PROBLEM:
The data below is to be repeated in full, exactly as given.

INPUT RECORDS:
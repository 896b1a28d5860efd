use clap::Parser;

#[derive(Parser, Debug)]
#[command(
    name = "concierge",
    about = "Terminal chat client for the hotel assistant",
    long_about = "Concierge talks to the hotel assistant backend. Conversations are stored server-side as sessions; replies are revealed progressively as they arrive.",
    version
)]
pub struct Cli {
    /// Backend base URL (overrides the config files)
    #[arg(long, env = "CONCIERGE_BASE_URL")]
    pub base_url: Option<String>,

    #[arg(long, env = "CONCIERGE_TOKEN", hide_env_values = true)]
    pub token: Option<String>,

    /// Message to send (if not provided, starts interactive REPL)
    #[arg(short, long)]
    pub prompt: Option<String>,

    /// Pick a previous session before starting
    #[arg(short, long)]
    pub resume: bool,

    /// Open the session with this id
    #[arg(long, conflicts_with = "resume")]
    pub session: Option<u64>,

    #[arg(short, long)]
    pub verbose: bool,
}

impl Cli {
    pub fn get_token(&self) -> Result<String, String> {
        self.token
            .clone()
            .filter(|token| !token.trim().is_empty())
            .ok_or_else(|| {
                "CONCIERGE_TOKEN not found. Please set it as an environment variable or use --token"
                    .to_string()
            })
    }
}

THE COMPLETED TASK:
repository 896b1a28d5860efd
use clap::Parser;

#[derive(Parser, Debug)]
#[command(
    name = "concierge",
    about = "Terminal chat client for the hotel assistant",
    long_about = "Concierge talks to the hotel assistant backend. Conversations are stored server-side as sessions; replies are revealed progressively as they arrive.",
    version
)]
pub struct Cli {
    /// Backend base URL (overrides the config files)
    #[arg(long, env = "CONCIERGE_BASE_URL")]
    pub base_url: Option<String>,

    #[arg(long, env = "CONCIERGE_TOKEN", hide_env_values = true)]
    pub token: Option<String>,

    /// Message to send (if not provided, starts interactive REPL)
    #[arg(short, long)]
    pub prompt: Option<String>,

    /// Pick a previous session before starting
    #[arg(short, long)]
    pub resume: bool,

    /// Open the session with this id
    #[arg(long, conflicts_with = "resume")]
    pub session: Option<u64>,

    #[arg(short, long)]
    pub verbose: bool,
}

impl Cli {
    pub fn get_token(&self) -> Result<String, String> {
        self.token
            .clone()
            .filter(|token| !token.trim().is_empty())
            .ok_or_else(|| {
                "CONCIERGE_TOKEN not found. Please set it as an environment variable or use --token"
                    .to_string()
            })
    }
}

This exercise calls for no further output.